__TASK DIRECTIONS__. Where the records below show the word "NoopProgressCallback" in a line, please copy that line.

__DATA PROVIDED__.
↓↓↓

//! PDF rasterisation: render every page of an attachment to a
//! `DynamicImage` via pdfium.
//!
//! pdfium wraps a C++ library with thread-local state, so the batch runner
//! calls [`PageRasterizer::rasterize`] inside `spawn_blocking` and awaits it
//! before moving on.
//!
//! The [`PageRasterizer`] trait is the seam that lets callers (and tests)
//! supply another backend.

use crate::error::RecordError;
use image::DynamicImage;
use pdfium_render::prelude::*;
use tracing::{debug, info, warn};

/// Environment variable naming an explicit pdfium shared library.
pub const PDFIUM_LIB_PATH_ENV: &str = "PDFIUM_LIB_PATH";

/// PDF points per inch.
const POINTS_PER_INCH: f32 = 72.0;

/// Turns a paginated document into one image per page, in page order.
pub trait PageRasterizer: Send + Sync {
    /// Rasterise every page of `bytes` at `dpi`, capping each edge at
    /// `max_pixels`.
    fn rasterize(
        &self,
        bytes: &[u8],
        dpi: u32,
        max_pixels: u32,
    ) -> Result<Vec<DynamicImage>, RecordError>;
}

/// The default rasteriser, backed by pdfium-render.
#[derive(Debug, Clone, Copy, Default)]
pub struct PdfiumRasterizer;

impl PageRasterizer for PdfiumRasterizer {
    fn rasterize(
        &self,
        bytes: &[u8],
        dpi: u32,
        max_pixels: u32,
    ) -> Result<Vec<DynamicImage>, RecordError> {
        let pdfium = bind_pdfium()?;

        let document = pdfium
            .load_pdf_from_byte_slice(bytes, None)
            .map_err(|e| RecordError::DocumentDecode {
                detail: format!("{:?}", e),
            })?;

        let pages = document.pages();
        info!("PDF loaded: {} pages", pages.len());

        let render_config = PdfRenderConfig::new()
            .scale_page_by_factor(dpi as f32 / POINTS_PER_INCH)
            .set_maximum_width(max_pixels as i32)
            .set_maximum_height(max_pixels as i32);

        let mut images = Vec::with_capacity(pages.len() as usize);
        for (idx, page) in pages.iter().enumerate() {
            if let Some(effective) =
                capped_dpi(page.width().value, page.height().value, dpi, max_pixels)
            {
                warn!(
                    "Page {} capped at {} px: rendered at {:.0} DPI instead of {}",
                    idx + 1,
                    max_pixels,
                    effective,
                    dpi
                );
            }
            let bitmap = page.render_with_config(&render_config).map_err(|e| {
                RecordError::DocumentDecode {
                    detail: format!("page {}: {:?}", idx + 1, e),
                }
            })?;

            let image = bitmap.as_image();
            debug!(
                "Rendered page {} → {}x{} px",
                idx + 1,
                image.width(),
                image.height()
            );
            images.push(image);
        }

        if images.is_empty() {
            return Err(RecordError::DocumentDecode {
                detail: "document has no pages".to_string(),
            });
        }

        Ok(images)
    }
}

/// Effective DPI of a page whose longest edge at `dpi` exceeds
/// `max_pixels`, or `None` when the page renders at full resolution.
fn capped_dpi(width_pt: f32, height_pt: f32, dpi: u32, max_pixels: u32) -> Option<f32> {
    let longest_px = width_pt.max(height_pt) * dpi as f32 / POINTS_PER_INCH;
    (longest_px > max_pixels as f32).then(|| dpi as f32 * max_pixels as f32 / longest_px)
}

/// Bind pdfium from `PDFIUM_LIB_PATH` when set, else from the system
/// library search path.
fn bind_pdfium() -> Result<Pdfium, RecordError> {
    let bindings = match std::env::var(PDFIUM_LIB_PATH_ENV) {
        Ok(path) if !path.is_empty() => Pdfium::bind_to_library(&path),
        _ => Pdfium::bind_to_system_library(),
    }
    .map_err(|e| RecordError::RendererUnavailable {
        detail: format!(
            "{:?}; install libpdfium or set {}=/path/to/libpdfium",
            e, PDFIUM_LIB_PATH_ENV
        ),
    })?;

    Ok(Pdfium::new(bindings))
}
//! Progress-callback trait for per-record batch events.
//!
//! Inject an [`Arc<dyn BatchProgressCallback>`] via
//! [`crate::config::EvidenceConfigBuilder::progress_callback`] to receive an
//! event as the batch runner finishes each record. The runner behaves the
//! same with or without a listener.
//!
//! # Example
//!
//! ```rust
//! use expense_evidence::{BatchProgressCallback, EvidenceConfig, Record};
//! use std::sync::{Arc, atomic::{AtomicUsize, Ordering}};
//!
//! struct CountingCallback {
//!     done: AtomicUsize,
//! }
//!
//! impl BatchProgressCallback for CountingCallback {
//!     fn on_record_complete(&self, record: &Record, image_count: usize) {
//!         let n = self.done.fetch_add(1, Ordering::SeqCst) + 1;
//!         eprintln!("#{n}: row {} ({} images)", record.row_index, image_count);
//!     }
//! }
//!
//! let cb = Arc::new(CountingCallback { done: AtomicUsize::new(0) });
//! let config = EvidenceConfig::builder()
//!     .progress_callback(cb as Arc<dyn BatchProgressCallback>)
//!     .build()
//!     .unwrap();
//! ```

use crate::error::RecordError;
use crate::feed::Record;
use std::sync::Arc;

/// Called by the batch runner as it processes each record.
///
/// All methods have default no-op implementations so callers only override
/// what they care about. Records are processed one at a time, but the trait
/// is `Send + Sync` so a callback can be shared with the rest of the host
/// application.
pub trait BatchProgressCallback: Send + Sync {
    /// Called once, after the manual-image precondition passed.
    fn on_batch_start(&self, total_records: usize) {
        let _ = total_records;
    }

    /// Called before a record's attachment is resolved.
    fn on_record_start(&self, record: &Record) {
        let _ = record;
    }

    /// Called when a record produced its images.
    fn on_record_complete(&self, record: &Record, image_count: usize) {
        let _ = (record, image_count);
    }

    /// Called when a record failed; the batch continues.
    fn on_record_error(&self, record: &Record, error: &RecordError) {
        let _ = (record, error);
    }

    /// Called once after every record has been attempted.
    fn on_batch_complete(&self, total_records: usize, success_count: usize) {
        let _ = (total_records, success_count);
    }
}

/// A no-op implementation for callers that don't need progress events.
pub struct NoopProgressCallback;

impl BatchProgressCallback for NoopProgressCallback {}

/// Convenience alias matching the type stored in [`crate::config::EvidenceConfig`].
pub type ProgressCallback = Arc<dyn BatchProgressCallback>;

↑↑↑

__RESPONSE FOR THIS EXERCISE__.
pub struct NoopProgressCallback;
impl BatchProgressCallback for NoopProgressCallback {}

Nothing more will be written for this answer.